Biology: Insulin-producing cells from patients with diabetes function in mice
Nature Communications
May 11, 2016

Insulin-producing beta cells produced from the cells of patients suffering from type 1 diabetes are functional in mice, reports a paper published online in Nature Communications. The study finds that, after skin cells from three patients with type 1 diabetes have been reprogrammed into beta-like cells after inducing pluripotency, these beta-like cells maintain their functionality (producing insulin and regulating blood glucose levels) when transplanted into mice. Although the human skin cells are derived from just three patients - whose cells may not reflect the full diversity of the disease - these results may help further our understanding of diabetes.
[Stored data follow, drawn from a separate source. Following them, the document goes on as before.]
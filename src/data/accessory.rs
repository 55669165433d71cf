//! The accessory document: group labels, legend rows, size measures, totals.

use std::collections::HashMap;

use serde::{Deserialize, Deserializer};

use crate::error::Result;
use crate::graph::types::string_or_number;

/// One legend row: `[key, channel count, label, color]`.
#[derive(Clone, Debug, PartialEq, Deserialize)]
pub struct GroupEntry(
	/// Group key.
	#[serde(deserialize_with = "string_or_number")]
	pub String,
	/// Channel count.
	pub u64,
	/// Display name.
	pub String,
	/// Legend color.
	pub String,
);

impl GroupEntry {
	/// Value matched against node groups.
	pub fn key(&self) -> &str {
		&self.0
	}

	/// Channels in the group.
	pub fn count(&self) -> u64 {
		self.1
	}

	/// Display name.
	pub fn label(&self) -> &str {
		&self.2
	}

	/// Legend color.
	pub fn color(&self) -> &str {
		&self.3
	}

	/// Legend text, e.g. `News, 12 channels`.
	pub fn legend_text(&self) -> String {
		format!("{}, {} channels", self.label(), self.count())
	}
}

/// A selectable size measure.
#[derive(Clone, Debug, PartialEq, Eq)]
pub struct Measure {
	/// Node attribute name.
	pub key: String,
	/// Display name.
	pub label: String,
}

#[derive(Deserialize)]
#[serde(untagged)]
enum MeasureList {
	Pairs(Vec<(String, String)>),
	Map(HashMap<String, String>),
}

fn measure_list<'de, D: Deserializer<'de>>(deserializer: D) -> std::result::Result<Vec<Measure>, D::Error> {
	let measures = match Option::<MeasureList>::deserialize(deserializer)? {
		None => Vec::new(),
		Some(MeasureList::Pairs(pairs)) => pairs
			.into_iter()
			.map(|(key, label)| Measure { key, label })
			.collect(),
		Some(MeasureList::Map(map)) => {
			let mut measures: Vec<Measure> = map
				.into_iter()
				.map(|(key, label)| Measure { key, label })
				.collect();
			measures.sort_by(|a, b| a.label.cmp(&b.label));
			measures
		}
	};
	Ok(measures)
}

/// Display metadata published next to the graph.
#[derive(Clone, Debug, Default, PartialEq, Deserialize)]
pub struct AccessoryData {
	/// Main group key to display name.
	#[serde(default)]
	pub main_groups: HashMap<String, String>,
	/// Legend rows, largest group first.
	#[serde(default)]
	pub groups: Vec<GroupEntry>,
	/// Size measures.
	#[serde(default, deserialize_with = "measure_list")]
	pub measures: Vec<Measure>,
	/// Channels known to the crawler.
	#[serde(default)]
	pub total_pages_count: Option<u64>,
	/// Channels shown on the map.
	#[serde(default)]
	pub total_interesting_pages_count: Option<u64>,
}

impl AccessoryData {
	/// Parse the accessory document.
	pub fn from_json(json: &str) -> Result<Self> {
		Ok(serde_json::from_str(json)?)
	}

	/// Display name of a main group, falling back to the key itself.
	pub fn main_group_label<'a>(&'a self, key: &'a str) -> &'a str {
		self.main_groups.get(key).map(String::as_str).unwrap_or(key)
	}
}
Douglas Melton and colleagues took cells from the connective tissue of three patients suffering from diabetes and reprogram them into beta-like cells using a method that they and other researchers had previously established. They compared their functional activity to that of normally-functioning beta cells in order to see if the skin cells could produce functional, insulin-secreting cells or if they retained information from the disease state. They found that the patient-derived beta-like cells were fully functional: they responded to glucose and secreted insulin both in cell culture and when transplanted into groups of three to five mice which were assessed over the course of several months.
Although clinical applications are still far away, this work could help in future replacement therapy studies and in the development of screens for new drugs to treat diabetes.